> **Instructions to follow**:
Beginning with the opening line, restate the following material exactly, up through the line that contains "use aituber_core::llm::provider::EventStream;".

─── Records provided ───

//! OpenAI SSE stream to [`StreamEvent`] adapter.
//!
//! Maps `async-openai`'s [`ChatCompletionResponseStream`] events to the
//! provider-agnostic [`StreamEvent`] enum defined in `aituber-types`.

use futures_util::StreamExt;

use async_openai::types::chat::{ChatCompletionResponseStream, CreateChatCompletionStreamResponse};

use aituber_core::llm::provider::EventStream;
use aituber_types::llm::{LlmError, StreamEvent, Usage};

use super::map_finish_reason;

/// Map an async-openai [`ChatCompletionResponseStream`] to a stream of [`StreamEvent`]s.
///
/// Each chunk produces `Usage` (final chunk, when `include_usage` was
/// requested), `TextDelta` for non-empty content and `MessageDelta` once a
/// finish reason arrives. The mapped stream ends with the SSE stream.
pub fn map_openai_stream(stream: ChatCompletionResponseStream) -> EventStream {
    Box::pin(async_stream::try_stream! {
        let mut stream = stream;
        while let Some(result) = stream.next().await {
            let chunk = result.map_err(|e| LlmError::Stream(e.to_string()))?;
            for event in chunk_events(&chunk) {
                yield event;
            }
        }
    })
}

/// Events carried by a single streamed chunk, in emission order.
fn chunk_events(chunk: &CreateChatCompletionStreamResponse) -> Vec<StreamEvent> {
    let mut events = Vec::new();

    if let Some(usage) = &chunk.usage {
        events.push(StreamEvent::Usage(Usage {
            input_tokens: usage.prompt_tokens,
            output_tokens: usage.completion_tokens,
        }));
    }

    for choice in &chunk.choices {
        if let Some(text) = choice.delta.content.as_deref().filter(|t| !t.is_empty()) {
            events.push(StreamEvent::TextDelta {
                text: text.to_string(),
            });
        }
        if let Some(reason) = &choice.finish_reason {
            events.push(StreamEvent::MessageDelta {
                stop_reason: map_finish_reason(reason),
            });
        }
    }

    events
}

───

> **Task response**:
//! OpenAI SSE stream to [`StreamEvent`] adapter.
//!
//! Maps `async-openai`'s [`ChatCompletionResponseStream`] events to the
//! provider-agnostic [`StreamEvent`] enum defined in `aituber-types`.

use futures_util::StreamExt;

use async_openai::types::chat::{ChatCompletionResponseStream, CreateChatCompletionStreamResponse};

use aituber_core::llm::provider::EventStream;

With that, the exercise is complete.